The Last Laugh Looney Party recently helped with the Brexit discussions with Mr. Junket and successfully negotiated some of the more important issues for older people namely :- small print, packaging and gadgets. (You can see all my earlier posts on this subject by clicking on “LLLP” in th Tag Cloud.)
Then it stepped back and left Mrs T. Dismay and her cabinet to make progress on smaller issues like trade and exit costs. Unfortunately they seem to have got stuck on the ever thorny issue of Ireland.

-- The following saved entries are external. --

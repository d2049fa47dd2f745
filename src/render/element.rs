//! Output element tree and the builder that constructs it.

use crate::render::escape::escape_attribute;
use std::fmt;
use std::sync::Arc;

/// Tags serialized without a closing tag.
const VOID_TAGS: &[&str] = &["br", "hr", "img", "input", "link", "meta"];

/// The smallest element capability surface the renderer depends on.
///
/// Implement this for a foreign element type (a DOM binding, a virtual DOM
/// node, ...) to render notebooks into it.
pub trait MinimalElement {
    /// Set an attribute, replacing any previous value.
    fn set_attribute(&mut self, name: &str, value: &str);

    /// Append a child element after the existing content.
    fn append_child(&mut self, child: Self)
    where
        Self: Sized;

    /// Replace the whole content with trusted raw markup.
    fn set_inner_html(&mut self, html: String);
}

/// A child of an [`Element`].
#[derive(Debug, Clone, PartialEq, Eq)]
pub enum Node {
    Element(Element),
    /// Trusted markup, emitted verbatim.
    Html(String),
}

/// A node of the rendered output tree.
#[derive(Debug, Clone, PartialEq, Eq)]
pub struct Element {
    tag: String,
    attributes: Vec<(String, String)>,
    nodes: Vec<Node>,
}

impl Element {
    /// Create an empty element with the given tag.
    pub fn new(tag: &str) -> Self {
        Self {
            tag: tag.to_string(),
            attributes: Vec::new(),
            nodes: Vec::new(),
        }
    }

    pub fn tag(&self) -> &str {
        &self.tag
    }

    /// Value of the attribute `name`, if set.
    pub fn attribute(&self, name: &str) -> Option<&str> {
        self.attributes
            .iter()
            .find(|(key, _)| key == name)
            .map(|(_, value)| value.as_str())
    }

    /// Attributes in the order they were first set.
    pub fn attributes(&self) -> impl Iterator<Item = (&str, &str)> {
        self.attributes
            .iter()
            .map(|(key, value)| (key.as_str(), value.as_str()))
    }

    /// The `class` attribute, or an empty string.
    pub fn class_name(&self) -> &str {
        self.attribute("class").unwrap_or("")
    }

    /// All child nodes, including raw markup.
    pub fn nodes(&self) -> &[Node] {
        &self.nodes
    }

    /// Child elements, skipping raw markup.
    pub fn children(&self) -> impl Iterator<Item = &Element> {
        self.nodes.iter().filter_map(|node| match node {
            Node::Element(el) => Some(el),
            Node::Html(_) => None,
        })
    }

    /// The `index`-th child element.
    pub fn child(&self, index: usize) -> Option<&Element> {
        self.children().nth(index)
    }

    /// Serialized content of this element.
    pub fn inner_html(&self) -> String {
        let mut out = String::new();
        self.write_nodes(&mut out);
        out
    }

    /// Serialized element including its own tag.
    pub fn outer_html(&self) -> String {
        let mut out = String::new();
        self.write_html(&mut out);
        out
    }

    fn write_html(&self, out: &mut String) {
        out.push('<');
        out.push_str(&self.tag);
        for (key, value) in &self.attributes {
            out.push_str(&format!(r#" {}="{}""#, key, escape_attribute(value)));
        }
        out.push('>');

        if VOID_TAGS.contains(&self.tag.as_str()) && self.nodes.is_empty() {
            return;
        }

        self.write_nodes(out);
        out.push_str("</");
        out.push_str(&self.tag);
        out.push('>');
    }

    fn write_nodes(&self, out: &mut String) {
        for node in &self.nodes {
            match node {
                Node::Element(el) => el.write_html(out),
                Node::Html(html) => out.push_str(html),
            }
        }
    }
}

impl MinimalElement for Element {
    fn set_attribute(&mut self, name: &str, value: &str) {
        match self.attributes.iter_mut().find(|(key, _)| key == name) {
            Some((_, existing)) => *existing = value.to_string(),
            None => self
                .attributes
                .push((name.to_string(), value.to_string())),
        }
    }

    fn append_child(&mut self, child: Self) {
        self.nodes.push(Node::Element(child));
    }

    fn set_inner_html(&mut self, html: String) {
        self.nodes.clear();
        if !html.is_empty() {
            self.nodes.push(Node::Html(html));
        }
    }
}

impl fmt::Display for Element {
    fn fmt(&self, f: &mut fmt::Formatter<'_>) -> fmt::Result {
        f.write_str(&self.outer_html())
    }
}

/// Second argument of [`ElementBuilder::build`].
#[derive(Debug, Clone, Copy)]
pub enum Attrs<'a> {
    None,
    /// Class names, each run through the class prefix rule.
    Classes(&'a [&'a str]),
    /// Attributes set verbatim, except that `class` gets the prefix rule.
    Map(&'a [(&'a str, &'a str)]),
}

/// Third argument of [`ElementBuilder::build`].
#[derive(Debug, Clone)]
pub enum Body<E> {
    Empty,
    Children(Vec<E>),
    /// Raw inner markup; the caller is responsible for escaping.
    Html(String),
}

/// Function creating a bare element from a tag name.
pub type ElementFactory<E> = Arc<dyn Fn(&str) -> E + Send + Sync>;

/// Builds elements with prefixed class names.
pub struct ElementBuilder<E> {
    factory: ElementFactory<E>,
    class_prefix: String,
}

impl<E> Clone for ElementBuilder<E> {
    fn clone(&self) -> Self {
        Self {
            factory: Arc::clone(&self.factory),
            class_prefix: self.class_prefix.clone(),
        }
    }
}

impl<E> fmt::Debug for ElementBuilder<E> {
    fn fmt(&self, f: &mut fmt::Formatter<'_>) -> fmt::Result {
        f.debug_struct("ElementBuilder")
            .field("class_prefix", &self.class_prefix)
            .finish_non_exhaustive()
    }
}

/// Default prefix of all CSS class names except `lang-*`.
pub const DEFAULT_CLASS_PREFIX: &str = "nb-";

impl ElementBuilder<Element> {
    /// Builder producing [`Element`]s.
    pub fn new(class_prefix: impl Into<String>) -> Self {
        Self::with_factory(Element::new, class_prefix)
    }
}

impl Default for ElementBuilder<Element> {
    fn default() -> Self {
        Self::new(DEFAULT_CLASS_PREFIX)
    }
}

impl<E: MinimalElement> ElementBuilder<E> {
    /// Builder producing elements of a foreign type.
    pub fn with_factory<F>(factory: F, class_prefix: impl Into<String>) -> Self
    where
        F: Fn(&str) -> E + Send + Sync + 'static,
    {
        Self {
            factory: Arc::new(factory),
            class_prefix: class_prefix.into(),
        }
    }

    pub fn class_prefix(&self) -> &str {
        &self.class_prefix
    }

    /// Apply the prefix to a class name; `lang-*` markers are left alone.
    pub fn prefix_class(&self, name: &str) -> String {
        if name.starts_with("lang-") {
            name.to_string()
        } else {
            format!("{}{}", self.class_prefix, name)
        }
    }

    fn prefix_classes<'a>(&self, names: impl Iterator<Item = &'a str>) -> String {
        names
            .map(|name| self.prefix_class(name))
            .collect::<Vec<_>>()
            .join(" ")
    }

    /// Build an element.
    pub fn build(&self, tag: &str, attrs: Attrs<'_>, body: Body<E>) -> E {
        let mut el = (self.factory)(tag);

        match attrs {
            Attrs::None => {}
            Attrs::Classes(classes) => {
                if !classes.is_empty() {
                    let value = self.prefix_classes(classes.iter().copied());
                    el.set_attribute("class", &value);
                }
            }
            Attrs::Map(pairs) => {
                for (key, value) in pairs {
                    if *key == "class" {
                        let value = self.prefix_classes(value.split(' '));
                        el.set_attribute(key, &value);
                    } else {
                        el.set_attribute(key, value);
                    }
                }
            }
        }

        match body {
            Body::Empty => {}
            Body::Children(children) => {
                for child in children {
                    el.append_child(child);
                }
            }
            Body::Html(html) => el.set_inner_html(html),
        }

        el
    }
}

So the LLLP has been asked to come up with some options to break the deadlock. We don’t really understand what the problem is because we came up with the following ideas after a few drinks at O,Neil’s, in no time at all :-
- a Berlin style wall on the border with Northern Ireland, with only one crossing —— Checkpoint Paddy. No passports needed, you just have to talk your way through with the gift of the gab, or prove you can drink 12 pints of Guinness and still walk in a straight line.
- Rename Northern Ireland —— “ENGLAND” Simple as that !
- Sell Northern Ireland to the European Union for £40billion and let them deal with the United Ireland question.
- A big punch up in Yate’s wine bar on a Friday night. Probably won’t resolve anything, but to be sure, they can always come back the following Friday.